Ibsen's Kingdom: The Man and His Works
- Author: Evert M. Sprinchorn
- Publisher: Yale University Press
- Publication date: 2021
- Pages: 704

= Ibsen's Kingdom: The Man and His Works =

2021 book about Henrik Ibsen by Evert M. Sprinchorn

Ibsen's Kingdom: The Man and His Works is a book about Henrik Ibsen and his works by Evert M. Sprinchorn (1923–2022), an American Scandinavian literature scholar. It was published by Yale University Press in 2021 when Sprinchorn was 98. It is described as a biography and more specifically as a biographical reading of Ibsen's plays.
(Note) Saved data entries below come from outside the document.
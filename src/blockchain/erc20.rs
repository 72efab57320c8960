//! ERC-20 call encoding.

use alloy::primitives::{Address, Bytes, U256};
use alloy::sol;
use alloy::sol_types::SolCall;

sol! {
    /// The subset of the ERC-20 interface this crate calls.
    interface IERC20 {
        function transfer(address to, uint256 amount) external returns (bool);
    }
}

/// Calldata for `transfer(to, amount)`.
pub fn encode_transfer(to: Address, amount: U256) -> Bytes {
    IERC20::transferCall { to, amount }.abi_encode().into()
}

/// Decode `transfer` calldata back into its arguments.
pub fn decode_transfer(calldata: &[u8]) -> Option<(Address, U256)> {
    IERC20::transferCall::abi_decode(calldata)
        .ok()
        .map(|call| (call.to, call.amount))
}
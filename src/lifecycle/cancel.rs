//! Cooperative cancellation for in-flight transfers.

use tokio::sync::watch;

/// Owner side of a cancellation flag.
///
/// Cancelling is permanent. Dropping the handle without cancelling leaves
/// every signal pending forever.
#[derive(Debug)]
pub struct CancelHandle {
    tx: watch::Sender<bool>,
}

impl CancelHandle {
    /// Create a new, not yet cancelled, handle.
    pub fn new() -> Self {
        let (tx, _) = watch::channel(false);
        Self { tx }
    }

    /// Obtain a signal observing this handle.
    pub fn signal(&self) -> CancelSignal {
        CancelSignal {
            rx: self.tx.subscribe(),
        }
    }

    /// Request cancellation.
    pub fn cancel(&self) {
        self.tx.send_replace(true);
    }

    pub fn is_cancelled(&self) -> bool {
        *self.tx.borrow()
    }
}

impl Default for CancelHandle {
    fn default() -> Self {
        Self::new()
    }
}

/// Observer side of a cancellation flag. Cheap to clone.
#[derive(Debug, Clone)]
pub struct CancelSignal {
    rx: watch::Receiver<bool>,
}

impl CancelSignal {
    /// A signal that is never cancelled.
    pub fn never() -> Self {
        let (_tx, rx) = watch::channel(false);
        Self { rx }
    }

    pub fn is_cancelled(&self) -> bool {
        *self.rx.borrow()
    }

    /// Resolve once cancellation is requested.
    pub async fn cancelled(&self) {
        let mut rx = self.rx.clone();
        if rx.wait_for(|cancelled| *cancelled).await.is_err() {
            // handle dropped without cancelling
            std::future::pending::<()>().await;
        }
    }
}
//! Configuration schema definitions.
//!
//! All types derive Serde traits for deserialization from config files.
//! The signing key is never part of the file; only the name of the
//! environment variable that holds it.

use serde::{Deserialize, Serialize};

/// Root configuration for the transfer tool.
#[derive(Debug, Clone, Deserialize, Serialize, Default)]
#[serde(default)]
pub struct TransferConfig {
    /// Node endpoint settings.
    pub rpc: RpcConfig,

    /// Sending account.
    pub account: AccountConfig,

    /// Token contract.
    pub token: TokenConfig,

    /// Receipt polling.
    pub confirmation: ConfirmationConfig,

    /// Observability settings.
    pub observability: ObservabilityConfig,
}

/// JSON-RPC endpoint configuration.
#[derive(Debug, Clone, Deserialize, Serialize)]
#[serde(default)]
pub struct RpcConfig {
    /// JSON-RPC endpoint URL.
    pub rpc_url: String,

    /// Failover JSON-RPC endpoint URLs.
    pub failover_urls: Vec<String>,

    /// Chain ID (e.g., 1 for Ethereum mainnet, 31337 for local Anvil).
    pub chain_id: u64,

    /// RPC request timeout in seconds.
    pub rpc_timeout_secs: u64,
}

impl Default for RpcConfig {
    fn default() -> Self {
        Self {
            rpc_url: "http://localhost:8545".to_string(),
            failover_urls: Vec::new(),
            chain_id: 1,
            rpc_timeout_secs: 10,
        }
    }
}

/// Sending account configuration.
#[derive(Debug, Clone, Deserialize, Serialize)]
#[serde(default)]
pub struct AccountConfig {
    /// Checksummed sender address; must match the signing key.
    pub sender_address: String,

    /// Environment variable holding the hex private key.
    pub private_key_env: String,
}

impl Default for AccountConfig {
    fn default() -> Self {
        Self {
            sender_address: String::new(),
            private_key_env: "TRANSFER_PRIVATE_KEY".to_string(),
        }
    }
}

/// Token contract configuration.
#[derive(Debug, Clone, Default, Deserialize, Serialize)]
#[serde(default)]
pub struct TokenConfig {
    /// Checksummed ERC-20 contract address.
    pub contract_address: String,
}

/// Receipt polling configuration.
#[derive(Debug, Clone, Deserialize, Serialize)]
#[serde(default)]
pub struct ConfirmationConfig {
    /// Receipt queries before giving up.
    pub max_attempts: u32,

    /// Delay between receipt queries in seconds.
    pub poll_interval_secs: u64,
}

impl Default for ConfirmationConfig {
    fn default() -> Self {
        Self {
            max_attempts: 50,
            poll_interval_secs: 15,
        }
    }
}

/// Observability configuration.
#[derive(Debug, Clone, Deserialize, Serialize)]
#[serde(default)]
pub struct ObservabilityConfig {
    /// Log level (trace, debug, info, warn, error).
    pub log_level: String,
}

impl Default for ObservabilityConfig {
    fn default() -> Self {
        Self {
            log_level: "info".to_string(),
        }
    }
}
The book was criticized by Norwegian Ibsen scholars, in particular by Ellen Rees for perpetuating outdated and debunked myths about Ibsen. Helge Rønning argued that "in many ways it is more an inventive analysis of Ibsen’s works than a biography." Its approach of using Ibsen's plays as biographical sources has been criticized in recent Ibsen scholarship. However, Eivind Tjønneland argues that "for someone interested in Ibsen's literature, Sprinchorn's biography is far more interesting to read than, for example, Michael Meyer's. Sprinchorn is also much better versed in literary history than Ivo de Figueiredo and Sverre Mørkhagen, who have written the two latest Ibsen biographies in Norwegian. And without an interest in drama, one would not read an Ibsen biography." The book was positively reviewed by American scholars.